Nudies, as my mom likes to call them, may seem like a strange subject matter for an artist like myself whose community work focuses on populations that are marginalized, impoverished, and traditionally exploited. So I wanted to take a moment to address the decision of mine to portray many of my subjects this way in my artwork.
To put it simply, I like to paint flesh more than fabric. I would rather paint what God has created rather than what man has fabricated. I find more beauty in that. I find more depth in that.
Painting someone nude represents the person at their most genuine, authentic, raw, and vulnerable self. I think that that is the part of ourselves that is most important to portray through art. As soon as you cover someone up with clothing, the message includes something hidden, something untrue, something reserved. I believe that much of Art’s power lies in its ability to introduce us to the most authentic parts of humanity, to tell stories of people to others who would never hear their stories otherwise. The best way to do this, I feel, is without the obstruction of clothing.

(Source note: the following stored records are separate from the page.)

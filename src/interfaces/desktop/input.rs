use std::path::PathBuf;

use crate::application::use_cases::session::Command;
use crate::domain::session::{LoginMode, ViewState};

#[derive(Debug, Clone, PartialEq)]
pub enum Input {
    Commands(Vec<Command>),
    /// Write the type chart of the current upload to an SVG file
    ExportChart(PathBuf),
    Help,
    Quit,
    Invalid(String),
}

pub const HELP: &str = "\
Commands:
  login <username> <password>
  register <username> <password> <confirm>
  upload <path>       analyze a CSV file
  history             refresh recent uploads
  report              open the PDF report of the current upload
  chart <path.svg>    save the type distribution chart
  logout
  quit";

fn switch_to(view: &ViewState, mode: LoginMode) -> Option<Command> {
    (view.mode != mode).then_some(Command::ToggleMode)
}

/// Parses one line typed at the prompt against the current snapshot.
pub fn parse_input(line: &str, view: &ViewState) -> Input {
    let line = line.trim();
    let (word, rest) = line.split_once(char::is_whitespace).unwrap_or((line, ""));
    let args: Vec<&str> = rest.split_whitespace().collect();

    match word.to_ascii_lowercase().as_str() {
        "" => Input::Commands(Vec::new()),
        "help" | "?" => Input::Help,
        "quit" | "exit" => Input::Quit,
        "login" => {
            let mut commands: Vec<Command> = switch_to(view, LoginMode::Login).into_iter().collect();
            commands.push(Command::Submit {
                username: args.first().unwrap_or(&"").to_string(),
                password: args.get(1).unwrap_or(&"").to_string(),
                confirm: None,
            });
            Input::Commands(commands)
        }
        "register" => {
            let mut commands: Vec<Command> =
                switch_to(view, LoginMode::Register).into_iter().collect();
            commands.push(Command::Submit {
                username: args.first().unwrap_or(&"").to_string(),
                password: args.get(1).unwrap_or(&"").to_string(),
                confirm: Some(args.get(2).unwrap_or(&"").to_string()),
            });
            Input::Commands(commands)
        }
        "upload" => {
            let path = rest.trim().trim_matches('"');
            if path.is_empty() {
                Input::Invalid("Usage: upload <path>".to_string())
            } else {
                Input::Commands(vec![Command::Upload {
                    path: PathBuf::from(path),
                }])
            }
        }
        "chart" => {
            let path = rest.trim().trim_matches('"');
            if path.is_empty() {
                Input::Invalid("Usage: chart <path.svg>".to_string())
            } else {
                Input::ExportChart(PathBuf::from(path))
            }
        }
        "history" => Input::Commands(vec![Command::RefreshHistory]),
        "report" => Input::Commands(vec![Command::DownloadReport]),
        "logout" => Input::Commands(vec![Command::Logout]),
        other => Input::Invalid(format!("Unknown command: {} (try `help`)", other)),
    }
}

#[cfg(test)]
mod tests {
    use super::*;

    #[test]
    fn test_register_switches_mode_first() {
        let view = ViewState::default();
        match parse_input("register bob pw pw", &view) {
            Input::Commands(commands) => {
                assert_eq!(commands[0], Command::ToggleMode);
                assert_eq!(
                    commands[1],
                    Command::Submit {
                        username: "bob".to_string(),
                        password: "pw".to_string(),
                        confirm: Some("pw".to_string()),
                    }
                );
            }
            other => panic!("unexpected {other:?}"),
        }
    }

    #[test]
    fn test_login_in_login_mode_submits_only() {
        let view = ViewState::default();
        assert_eq!(
            parse_input("login alice secret", &view),
            Input::Commands(vec![Command::Submit {
                username: "alice".to_string(),
                password: "secret".to_string(),
                confirm: None,
            }])
        );
    }

    #[test]
    fn test_upload_keeps_path_with_spaces() {
        let view = ViewState::default();
        assert_eq!(
            parse_input("upload \"/tmp/my data.csv\"", &view),
            Input::Commands(vec![Command::Upload {
                path: PathBuf::from("/tmp/my data.csv"),
            }])
        );
        assert!(matches!(parse_input("upload", &view), Input::Invalid(_)));
    }

    #[test]
    fn test_chart_takes_output_path() {
        let view = ViewState::default();
        assert_eq!(
            parse_input("chart out/types.svg", &view),
            Input::ExportChart(PathBuf::from("out/types.svg"))
        );
        assert!(matches!(parse_input("chart", &view), Input::Invalid(_)));
    }

    #[test]
    fn test_unknown_and_quit() {
        let view = ViewState::default();
        assert_eq!(parse_input("exit", &view), Input::Quit);
        assert!(matches!(parse_input("dance", &view), Input::Invalid(_)));
    }
}
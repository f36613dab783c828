pub mod desktop;
pub mod http;
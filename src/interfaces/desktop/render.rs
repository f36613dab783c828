use std::fmt::Write;

use crate::domain::session::{ChartBar, PreviewTable, SessionStatus, StatCards, ViewState};
use crate::domain::upload_record::UploadSummary;

const BAR_WIDTH: usize = 40;
const MAX_CELL_WIDTH: usize = 24;

/// Full text frame for one snapshot.
pub fn render_view(view: &ViewState) -> String {
    let mut out = String::new();
    match &view.status {
        SessionStatus::LoggedOut | SessionStatus::Authenticating => {
            let _ = writeln!(out, "=== {} ===", view.status_message);
            let _ = writeln!(
                out,
                "Mode: {}{}",
                view.mode.action_label(),
                if view.submit_enabled { "" } else { " (waiting...)" }
            );
        }
        SessionStatus::LoggedIn { username, .. } => {
            let _ = writeln!(out, "{}", "=".repeat(60));
            let _ = writeln!(out, "Chemical Equipment Visualizer | {}", username);
            let _ = writeln!(out, "{}", "=".repeat(60));
            let _ = writeln!(out, "{}", view.status_message);
            if let Some(file) = &view.selected_file {
                let _ = writeln!(out, "File: {}", file);
            }
            if let Some(stats) = &view.stats {
                out.push_str(&render_stat_cards(stats));
            }
            if !view.table.columns.is_empty() {
                let _ = writeln!(out, "\nDATA PREVIEW");
                out.push_str(&render_table(&view.table));
            }
            if !view.chart.is_empty() {
                let _ = writeln!(out, "\nEQUIPMENT TYPES");
                out.push_str(&render_chart(&view.chart));
            }
            if !view.history.is_empty() {
                let _ = writeln!(out, "\nRECENT UPLOADS");
                out.push_str(&render_history(&view.history));
            }
            if view.report_enabled {
                let _ = writeln!(out, "\nReport available: type `report` to open it.");
            }
        }
    }
    if let Some(error) = &view.error {
        let _ = writeln!(out, "Error: {}", error);
    }
    out
}

pub fn render_stat_cards(stats: &StatCards) -> String {
    let cards = [
        ("Total Equipment", stats.total_count.to_string()),
        ("Avg Temperature", format!("{:.1}", stats.average_temperature)),
        ("Avg Pressure", format!("{:.1}", stats.average_pressure)),
        ("Avg Flowrate", format!("{:.1}", stats.average_flowrate)),
    ];
    let mut out = String::new();
    let _ = writeln!(out, "{}", "-".repeat(72));
    let labels: Vec<String> = cards.iter().map(|(label, _)| format!("{:<17}", label)).collect();
    let values: Vec<String> = cards.iter().map(|(_, value)| format!("{:<17}", value)).collect();
    let _ = writeln!(out, "{}", labels.join(" ").trim_end());
    let _ = writeln!(out, "{}", values.join(" ").trim_end());
    let _ = writeln!(out, "{}", "-".repeat(72));
    out
}

fn clip(cell: &str) -> String {
    if cell.chars().count() > MAX_CELL_WIDTH {
        let head: String = cell.chars().take(MAX_CELL_WIDTH - 3).collect();
        format!("{}...", head)
    } else {
        cell.to_string()
    }
}

pub fn render_table(table: &PreviewTable) -> String {
    let widths: Vec<usize> = table
        .columns
        .iter()
        .enumerate()
        .map(|(i, column)| {
            table
                .rows
                .iter()
                .filter_map(|row| row.get(i))
                .map(|cell| clip(cell).chars().count())
                .chain(std::iter::once(clip(column).chars().count()))
                .max()
                .unwrap_or(0)
        })
        .collect();

    let format_row = |cells: &[String]| -> String {
        cells
            .iter()
            .zip(&widths)
            .map(|(cell, width)| format!("{:<width$}", clip(cell), width = *width))
            .collect::<Vec<_>>()
            .join(" | ")
            .trim_end()
            .to_string()
    };

    let mut out = String::new();
    let header = format_row(&table.columns);
    let _ = writeln!(out, "{}", header);
    let _ = writeln!(out, "{}", "-".repeat(header.chars().count()));
    for row in &table.rows {
        let _ = writeln!(out, "{}", format_row(row));
    }
    out
}

/// Horizontal bars scaled so the largest count spans the full width.
pub fn render_chart(bars: &[ChartBar]) -> String {
    let max = bars.iter().map(|bar| bar.value).max().unwrap_or(0);
    let label_width = bars
        .iter()
        .map(|bar| bar.label.chars().count())
        .max()
        .unwrap_or(0);

    let mut out = String::new();
    for bar in bars {
        let length = if max == 0 {
            0
        } else {
            ((bar.value as f64 / max as f64) * BAR_WIDTH as f64).round() as usize
        };
        let _ = writeln!(
            out,
            "{:<label_width$} | {} {}",
            bar.label,
            "#".repeat(length.max(usize::from(bar.value > 0))),
            bar.value,
            label_width = label_width
        );
    }
    out
}

pub fn render_history(history: &[UploadSummary]) -> String {
    let mut out = String::new();
    let _ = writeln!(
        out,
        "{:<6} {:<18} {:<8} {:<10} {:<10}",
        "ID", "Date", "Count", "Avg Temp", "Avg Press"
    );
    for entry in history {
        let _ = writeln!(
            out,
            "{:<6} {:<18} {:<8} {:<10.1} {:<10.1}",
            entry.id, entry.date, entry.total_count, entry.average_temperature, entry.average_pressure
        );
    }
    out
}

#[cfg(test)]
mod tests {
    use super::*;

    fn bar(label: &str, value: u64) -> ChartBar {
        ChartBar {
            label: label.to_string(),
            value,
        }
    }

    #[test]
    fn test_stat_cards_one_decimal() {
        let cards = render_stat_cards(&StatCards {
            total_count: 3,
            average_temperature: 20.0,
            average_pressure: 1.0 / 3.0,
            average_flowrate: 12.345,
        });
        assert!(cards.contains("20.0"));
        assert!(cards.contains("0.3"));
        assert!(cards.contains("12.3"));
        assert!(!cards.contains("12.34"));
    }

    #[test]
    fn test_chart_scales_to_largest() {
        let chart = render_chart(&[bar("Pump", 4), bar("Valve", 2)]);
        let lines: Vec<&str> = chart.lines().collect();
        assert_eq!(lines[0], format!("Pump  | {} 4", "#".repeat(BAR_WIDTH)));
        assert_eq!(lines[1], format!("Valve | {} 2", "#".repeat(BAR_WIDTH / 2)));
    }

    #[test]
    fn test_table_aligns_columns() {
        let table = PreviewTable {
            columns: vec!["Name".to_string(), "T".to_string()],
            rows: vec![vec!["Pump-1".to_string(), "10".to_string()]],
        };
        let rendered = render_table(&table);
        let lines: Vec<&str> = rendered.lines().collect();
        assert_eq!(lines[0], "Name   | T");
        assert_eq!(lines[2], "Pump-1 | 10");
    }

    #[test]
    fn test_logged_out_view_shows_error() {
        let view = ViewState {
            error: Some("Please fill in all fields".to_string()),
            ..ViewState::default()
        };
        let frame = render_view(&view);
        assert!(frame.contains("Welcome Back"));
        assert!(frame.contains("Error: Please fill in all fields"));
    }
}
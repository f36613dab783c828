pub mod analyze;
pub mod auth;
pub mod report;
pub mod session;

My art is also about the human spirit. It’s about the soul, and the body in its most natural form can be seen as the vessel for each soul. By seeing a person nude and vulnerable and real, both the artist and the viewer are able to access the spirit in a way that would be impossible otherwise. Who we are, really are, is very different than who we allow the rest of the world to see. The character that we paint ourselves as when we put on clothing and go out into the world and about our lives, is never who we are at our most essential core. When the body is stripped of clothing the soul also becomes stripped of any artifice that pollutes or dilutes our identity.
A naked body does not make an image inappropriate or pornographic. Anyone who sees a naked body and immediately equates it with sex, needs to expand their understanding of what the body is. If you automatically view every naked body as erotic, the problem lies with you, not with the image itself. We as a society have objectified our own and others’ bodies to such an extent that it seems an almost impossible expectation to redefine them as anything more than machines designed for the thrashing together of genitalia. But it is important for us to ask the questions that dig beyond the objectification and begin to search for that new definition and I believe that art plays a vital role in presenting those questions into public debate.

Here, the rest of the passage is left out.